Glossary

Plain-language definitions of technical terms used throughout this documentation.

Biology & Cell Imaging

Cell Painting

A laboratory technique that uses fluorescent dyes to stain six components of a cell (nucleus, cytoplasm, mitochondria, etc.), then photographs them under a microscope. Each “paint” highlights a different part of the cell, producing a rich visual fingerprint of cell health and behavior.

Perturbation

Any deliberate change applied to cells in an experiment. In this project, perturbations include chemical compounds (drugs), CRISPR knockouts (disabling a gene), and ORF overexpressions (forcing a gene to produce more protein).

Compound

A chemical substance (typically a drug or drug-like molecule) applied to cells to observe its effect on cell morphology.

CRISPR Knockout

A genetic editing technique that disables (“knocks out”) a specific gene. By observing how cells change when a gene is turned off, researchers can learn what that gene does.

ORF Overexpression

The opposite of a knockout — a gene is artificially forced to produce more protein than normal. “ORF” stands for Open Reading Frame, the DNA sequence that encodes a protein.

Negative Control (NEGCON)

Cells treated with an inert substance (like DMSO) that should have no effect. These serve as a baseline — any changes seen in treated cells are measured relative to the controls.

Batch Effect

Unwanted variation between experimental runs. For example, images taken on different days or different plates may look slightly different even for the same treatment, due to small differences in staining, temperature, or imaging conditions.

Well

A small compartment on a multi-well plate where cells are grown and treated. A typical plate has 384 wells, each containing cells with a specific treatment.

Site

A specific location within a well that is photographed.
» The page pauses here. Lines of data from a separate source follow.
//! Asynchronous enrichment of pipeline events.
//!
//! These functions run on spawned tasks and never fail: every error path
//! returns a degraded event with placeholder text, so the merge step always
//! has something to put in place of the provisional stub.

use tracing::{debug, warn};

use crate::llm::{ContentGenerator, ForecastHeadlines};
use crate::market::MarketData;
use crate::types::{
    EnrichmentState, EventId, MarketEvent, NewsArticle, Outcome, Polarity, PricePoint,
};

const PROVISIONAL_HISTORY_LEN: usize = 15;

/// Provisional live event shown while enrichment is in flight.
pub fn provisional(
    id: EventId,
    lane: u8,
    symbol: &str,
    pct: f64,
    size: f64,
    last_price: f64,
) -> MarketEvent {
    let polarity = Polarity::from_change(pct);
    let value = (pct * 10.0).abs() + size / 100.0;
    MarketEvent {
        id,
        lane,
        polarity,
        symbol: symbol.to_string(),
        value: value * polarity.sign(),
        title: symbol.to_string(),
        explanation: "Analyzing market data...".into(),
        news: NewsArticle {
            headline: "Fetching latest news...".into(),
            source: String::new(),
            url: String::new(),
        },
        price_history: vec![PricePoint { time: 0, price: last_price }; PROVISIONAL_HISTORY_LEN],
        analysis: None,
        enrichment: EnrichmentState::Provisional,
    }
}

/// Degraded replacement, keeping id, lane and any history already present.
pub fn degraded(mut base: MarketEvent) -> MarketEvent {
    base.title = format!("{} - Data Error", base.symbol);
    base.explanation = "Could not load full details for this event.".into();
    base.enrichment = EnrichmentState::Degraded;
    base
}

/// Live enrichment: news first, then history and generated details together.
pub async fn enrich_live(
    market: &dyn MarketData,
    generator: &dyn ContentGenerator,
    base: MarketEvent,
    pct: f64,
) -> MarketEvent {
    let news = market.recent_news(&base.symbol).await;
    let (history, details) = tokio::join!(
        market.price_history(&base.symbol),
        generator.market_event_details(&base.symbol, pct, &news.headline),
    );

    match details {
        Ok(details) => {
            debug!(event_id = %base.id, symbol = %base.symbol, "Live event enriched");
            MarketEvent {
                title: details.title,
                explanation: details.explanation,
                price_history: if history.is_empty() { base.price_history } else { history },
                news,
                enrichment: EnrichmentState::Enriched,
                ..base
            }
        }
        Err(e) => {
            warn!(event_id = %base.id, symbol = %base.symbol, error = %e, "Enrichment failed, degrading event");
            degraded(MarketEvent { news, ..base })
        }
    }
}

/// Demo enrichment: the local headline stands in for a news lookup and the
/// synthetic history is kept.
pub async fn enrich_demo(generator: &dyn ContentGenerator, base: MarketEvent, pct: f64) -> MarketEvent {
    match generator
        .market_event_details(&base.symbol, pct, &base.news.headline)
        .await
    {
        Ok(details) => MarketEvent {
            title: details.title,
            explanation: details.explanation,
            enrichment: EnrichmentState::Enriched,
            ..base
        },
        Err(e) => {
            warn!(event_id = %base.id, symbol = %base.symbol, error = %e, "Demo enrichment failed, degrading event");
            degraded(base)
        }
    }
}

/// Forecast headlines for a predetermined outcome, with templates on failure.
pub async fn forecast_headlines(
    generator: &dyn ContentGenerator,
    symbol: &str,
    outcome: Outcome,
) -> ForecastHeadlines {
    match generator.forecast_headlines(symbol, outcome).await {
        Ok(h) if !h.initial_headline.trim().is_empty() => h,
        Ok(_) => template_headlines(symbol, outcome),
        Err(e) => {
            warn!(symbol, error = %e, "Forecast headline generation failed, using template");
            template_headlines(symbol, outcome)
        }
    }
}

pub fn template_headlines(symbol: &str, outcome: Outcome) -> ForecastHeadlines {
    let resolution_headline = match outcome {
        Outcome::Bullish => format!("{symbol} jumps as the announcement beats expectations."),
        Outcome::Bearish => format!("{symbol} slides as the announcement disappoints."),
    };
    ForecastHeadlines {
        initial_headline: format!("Traders await a major announcement from {symbol}."),
        resolution_headline,
        outcome: Some(outcome),
    }
}

// ---------------------------------------------------------------------------
// Tests
// ---------------------------------------------------------------------------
Multiple sites per well are imaged to capture representative cell populations.

Machine Learning

Contrastive Learning

A training approach where the model learns by comparing examples. It pulls matching pairs closer together (e.g., an image and its correct text description) and pushes non-matching pairs apart. CLIP (by OpenAI) popularized this approach for vision-language models.

Embedding

A numerical representation (a list of numbers, or “vector”) that captures the meaning of an input. Images and text are both converted into embeddings in the same shared space, so that similar items end up near each other.

Cosine Similarity

A measure of how similar two embeddings are, based on the angle between them. A value of 1.0 means identical direction (very similar), 0 means unrelated, and -1.0 means opposite.

CLS Token

A special token in transformer models that serves as a summary of the entire input. After processing, the CLS token’s embedding represents the overall meaning of the image or text.

ViT (Vision Transformer)

A neural network architecture that processes images by splitting them into patches and applying the same transformer architecture used in language models. DINOv3 uses a ViT-L/16 (Large model, 16x16 pixel patches).

mAP (Mean Average Precision)

A metric that measures how well a model ranks correct matches above incorrect ones. Higher mAP means the model is better at retrieving the right answers. Used to evaluate MorphoCLIP’s ability to match perturbations.

Fine-tuning

Taking a pre-trained model and continuing its training on a specific dataset. MorphoCLIP fine-tunes projection heads while keeping the base models (DINOv3, ModernBERT) frozen.

Projection Head

A small neural network that transforms embeddings from one dimension to another. MorphoCLIP uses projection heads to map both image and text representations into a shared 512-dimensional space.

MorphoCLIP-Specific

DINOv3

A self-supervised vision model by Meta that learns visual representations without labeled data. MorphoCLIP uses DINOv3 ViT-L/16 (300 million parameters) as the image encoder, kept frozen during training.

BioClinical ModernBERT

A language model specialized for biomedical and clinical text. MorphoCLIP uses it (150 million parameters) to encode text descriptions of perturbations, kept frozen during training.

CWCL (Continuously Weighted Contrastive Loss)

MorphoCLIP’s training loss function. Unlike standard contrastive loss (which treats matches as binary — correct or not), CWCL assigns soft weights based on how similar perturbations are, allowing the model to learn from partial matches.

CWA (Cross-Well Alignment)

A batch correction technique applied during training to reduce plate-to-plate variation. It aligns embeddings from different experimental wells so the model focuses on biological signal rather than technical noise.

CrossChannelFormer

A small transformer that combines features from the five fluorescence channels into a single image representation. Each channel captures a different cell component (mitochondria, actin, Golgi, ER, DNA), and the CrossChannelFormer learns how to merge them.

CPJUMP1

The benchmark dataset used in this project, from the JUMP Cell Painting Consortium. It contains 51 plates of Cell Painting images with 303 matched chemical and genetic perturbations, designed to test whether computational methods can identify which compounds and genes have similar biological effects.